EXERCISE PROMPT: Run through the data and copy out every line that mentions the word "families".

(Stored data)

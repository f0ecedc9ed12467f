// This Source Code Form is subject to the terms of the Mozilla Public
// License, v. 2.0. If a copy of the MPL was not distributed with this
// file, You can obtain one at https://mozilla.org/MPL/2.0/.

//! JSON scenario format.
//!
//! A scenario describes a small project (levels, opening families, conduits,
//! hosts, linked models) and the conduit/host pairs to place openings for.
//! Lengths are millimetres.

use anyhow::{bail, Context, Result};
use serde::Deserialize;
use sleeve_lite_geometry::primitives::box_mesh;
use sleeve_lite_geometry::transform::axis2_placement;
use sleeve_lite_geometry::{GeometryNode, Matrix4, Point3, Vector3};
use sleeve_lite_model::{
    Centerline, Conduit, ConduitKind, ConduitPort, CrossSection, Document, Element, ElementId,
    ElementReference, FamilySymbol, HostKind, Level, LevelId, LinkInstance, LinkInstanceId,
    Project,
};
use std::path::Path;

#[derive(Debug, Deserialize)]
pub struct Scenario {
    #[serde(default = "default_name")]
    pub name: String,
    #[serde(default)]
    pub levels: Vec<LevelSpec>,
    #[serde(default)]
    pub families: Vec<FamilySpec>,
    #[serde(default)]
    pub conduits: Vec<ConduitSpec>,
    #[serde(default)]
    pub hosts: Vec<HostSpec>,
    #[serde(default)]
    pub links: Vec<LinkSpec>,
    #[serde(default)]
    pub linked_documents: Vec<LinkedDocumentSpec>,
    pub placements: Vec<PlacementSpec>,
}

fn default_name() -> String {
    "Scenario".into()
}

#[derive(Debug, Deserialize)]
pub struct LevelSpec {
    pub id: u32,
    pub name: String,
    pub elevation: f64,
}

#[derive(Debug, Deserialize)]
pub struct FamilySpec {
    pub family: String,
    #[serde(rename = "type")]
    pub type_name: String,
    pub parameters: Vec<String>,
}

#[derive(Debug, Deserialize)]
#[serde(rename_all = "lowercase")]
pub enum ConduitKindSpec {
    Pipe,
    Duct,
}

#[derive(Debug, Deserialize)]
#[serde(tag = "shape", rename_all = "lowercase")]
pub enum SectionSpec {
    Circular { diameter: f64 },
    Rectangular { width: f64, height: f64 },
    Oval { width: f64, height: f64 },
    Other { name: String },
}

#[derive(Debug, Deserialize)]
pub struct PortSpec {
    pub position: [f64; 3],
    #[serde(default)]
    pub connected: bool,
}

#[derive(Debug, Deserialize)]
pub struct ConduitSpec {
    pub id: u32,
    #[serde(default)]
    pub name: Option<String>,
    pub kind: ConduitKindSpec,
    pub centerline: Vec<[f64; 3]>,
    pub section: SectionSpec,
    /// Explicit ports; ports at the centerline ends when omitted
    #[serde(default)]
    pub ports: Option<Vec<PortSpec>>,
}

#[derive(Debug, Deserialize)]
#[serde(rename_all = "lowercase")]
pub enum HostKindSpec {
    Beam,
    Floor,
    Wall,
    Column,
    Generic,
}

/// IFC-style axis placement: Z axis plus reference X direction
#[derive(Debug, Default, Deserialize)]
pub struct PlacementSpecFrame {
    #[serde(default)]
    pub location: [f64; 3],
    #[serde(default)]
    pub axis: Option<[f64; 3]>,
    #[serde(default)]
    pub ref_direction: Option<[f64; 3]>,
}

impl PlacementSpecFrame {
    fn matrix(&self) -> Matrix4<f64> {
        axis2_placement(
            Point3::from(self.location),
            self.axis.map(Vector3::from),
            self.ref_direction.map(Vector3::from),
        )
    }
}

#[derive(Debug, Deserialize)]
#[serde(tag = "type", rename_all = "lowercase")]
pub enum GeometrySpec {
    Box {
        min: [f64; 3],
        max: [f64; 3],
    },
    Instance {
        #[serde(default)]
        placement: PlacementSpecFrame,
        children: Vec<GeometrySpec>,
    },
}

impl GeometrySpec {
    fn to_node(&self) -> GeometryNode {
        match self {
            GeometrySpec::Box { min, max } => {
                GeometryNode::Solid(box_mesh(Point3::from(*min), Point3::from(*max)))
            }
            GeometrySpec::Instance {
                placement,
                children,
            } => GeometryNode::instance(
                placement.matrix(),
                children.iter().map(GeometrySpec::to_node).collect(),
            ),
        }
    }
}

#[derive(Debug, Deserialize)]
pub struct HostSpec {
    pub id: u32,
    #[serde(default)]
    pub name: Option<String>,
    pub kind: HostKindSpec,
    pub geometry: GeometrySpec,
}

#[derive(Debug, Deserialize)]
pub struct LinkSpec {
    pub id: u32,
    pub name: String,
    pub document: String,
    #[serde(default)]
    pub placement: PlacementSpecFrame,
}

#[derive(Debug, Deserialize)]
pub struct LinkedDocumentSpec {
    pub name: String,
    #[serde(default)]
    pub hosts: Vec<HostSpec>,
}

#[derive(Debug, Deserialize)]
pub struct HostRefSpec {
    #[serde(default)]
    pub link: Option<u32>,
    pub element: u32,
}

#[derive(Debug, Deserialize)]
pub struct PlacementSpec {
    pub conduit: u32,
    pub host: HostRefSpec,
}

impl PlacementSpec {
    pub fn conduit(&self) -> ElementId {
        ElementId(self.conduit)
    }

    pub fn host(&self) -> ElementReference {
        match self.host.link {
            None => ElementReference::Local(ElementId(self.host.element)),
            Some(link) => ElementReference::Linked {
                link: LinkInstanceId(link),
                element: ElementId(self.host.element),
            },
        }
    }
}

impl Scenario {
    pub fn load(path: &Path) -> Result<Self> {
        let text = std::fs::read_to_string(path)
            .with_context(|| format!("reading scenario {}", path.display()))?;
        Self::from_json(&text).with_context(|| format!("parsing scenario {}", path.display()))
    }

    pub fn from_json(text: &str) -> Result<Self> {
        Ok(serde_json::from_str(text)?)
    }

    /// Build the in-memory project the placements run against
    pub fn build_project(&self) -> Result<Project> {
        let mut active = Document::new(self.name.clone());
        for level in &self.levels {
            active.add_level(Level::new(LevelId(level.id), level.name.clone(), level.elevation));
        }
        for family in &self.families {
            active.catalog_mut().add(FamilySymbol::new(
                family.family.clone(),
                family.type_name.clone(),
                family.parameters.iter().cloned(),
            ));
        }
        for spec in &self.conduits {
            let element = build_conduit(spec)
                .with_context(|| format!("conduit {}", spec.id))?;
            insert_unique(&mut active, element)?;
        }
        for spec in &self.hosts {
            insert_unique(&mut active, build_host(spec))?;
        }
        for link in &self.links {
            active.add_link(LinkInstance::new(
                LinkInstanceId(link.id),
                link.name.clone(),
                link.document.clone(),
                link.placement.matrix(),
            ));
        }

        let mut project = Project::new(active);
        for linked in &self.linked_documents {
            let mut document = Document::new(linked.name.clone());
            for spec in &linked.hosts {
                insert_unique(&mut document, build_host(spec))?;
            }
            project.load_link_document(document);
        }
        Ok(project)
    }
}

fn insert_unique(document: &mut Document, element: Element) -> Result<()> {
    let id = element.id;
    if document.add_element(element).is_some() {
        bail!("duplicate element id {id} in document '{}'", document.name);
    }
    Ok(())
}

fn build_conduit(spec: &ConduitSpec) -> Result<Element> {
    let centerline = Centerline::new(spec.centerline.iter().copied().map(Point3::from).collect())?;
    let section = match &spec.section {
        SectionSpec::Circular { diameter } => CrossSection::Circular {
            diameter: *diameter,
        },
        SectionSpec::Rectangular { width, height } => CrossSection::Rectangular {
            width: *width,
            height: *height,
        },
        SectionSpec::Oval { width, height } => CrossSection::Oval {
            width: *width,
            height: *height,
        },
        SectionSpec::Other { name } => CrossSection::Other(name.clone()),
    };
    let kind = match spec.kind {
        ConduitKindSpec::Pipe => ConduitKind::Pipe,
        ConduitKindSpec::Duct => ConduitKind::Duct,
    };

    let conduit = Conduit::new(kind, centerline, section);
    let conduit = match &spec.ports {
        None => conduit.with_end_ports(),
        Some(ports) => conduit.with_ports(
            ports
                .iter()
                .map(|p| ConduitPort::new(Point3::from(p.position), p.connected)),
        ),
    };
    let name = spec
        .name
        .clone()
        .unwrap_or_else(|| format!("Conduit {}", spec.id));
    Ok(Element::conduit(ElementId(spec.id), name, conduit))
}

fn build_host(spec: &HostSpec) -> Element {
    let kind = match spec.kind {
        HostKindSpec::Beam => HostKind::Beam,
        HostKindSpec::Floor => HostKind::Floor,
        HostKindSpec::Wall => HostKind::Wall,
        HostKindSpec::Column => HostKind::Column,
        HostKindSpec::Generic => HostKind::Generic,
    };
    let name = spec
        .name
        .clone()
        .unwrap_or_else(|| format!("Host {}", spec.id));
    let id = ElementId(spec.id);
    match &spec.geometry {
        GeometrySpec::Box { min, max } => {
            Element::host_box(id, name, kind, Point3::from(*min), Point3::from(*max))
        }
        geometry => Element::new(
            id,
            name,
            sleeve_lite_model::ElementKind::Host(kind),
            geometry.to_node(),
        ),
    }
}

#[cfg(test)]
mod tests {
    use super::*;

    const SAMPLE: &str = include_str!("../scenarios/beam_and_slab.json");

    #[test]
    fn test_sample_scenario_builds() {
        let scenario = Scenario::from_json(SAMPLE).unwrap();
        let project = scenario.build_project().unwrap();

        assert_eq!(project.active().levels().len(), 2);
        assert!(project.active().catalog().find("Opening Round", "Sleeve").is_some());
        assert!(project.linked_document("Structure").is_some());
        assert!(scenario.placements.iter().any(|p| p.host().is_linked()));
    }

    #[test]
    fn test_nested_host_geometry() {
        let json = r#"{
            "hosts": [{
                "id": 5, "kind": "wall",
                "geometry": {
                    "type": "instance",
                    "placement": { "location": [1000, 0, 0] },
                    "children": [
                        { "type": "box", "min": [0, 0, 0], "max": [200, 3000, 3000] },
                        { "type": "instance", "children": [
                            { "type": "box", "min": [0, 3000, 0], "max": [200, 6000, 3000] }
                        ]}
                    ]
                }
            }],
            "placements": []
        }"#;
        let project = Scenario::from_json(json).unwrap().build_project().unwrap();
        let wall = project.active().element(ElementId(5)).unwrap();
        assert_eq!(wall.geometry.leaf_count(), 2);
        assert_eq!(wall.name, "Host 5");
    }

    #[test]
    fn test_duplicate_ids_rejected() {
        let json = r#"{
            "hosts": [
                { "id": 1, "kind": "beam", "geometry": { "type": "box", "min": [0,0,0], "max": [1,1,1] } },
                { "id": 1, "kind": "beam", "geometry": { "type": "box", "min": [0,0,0], "max": [1,1,1] } }
            ],
            "placements": []
        }"#;
        let err = Scenario::from_json(json).unwrap().build_project().unwrap_err();
        assert!(err.to_string().contains("duplicate element id #1"));
    }
}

SOLUTION:
//! A scenario describes a small project (levels, opening families, conduits,
    pub families: Vec<FamilySpec>,
        for family in &self.families {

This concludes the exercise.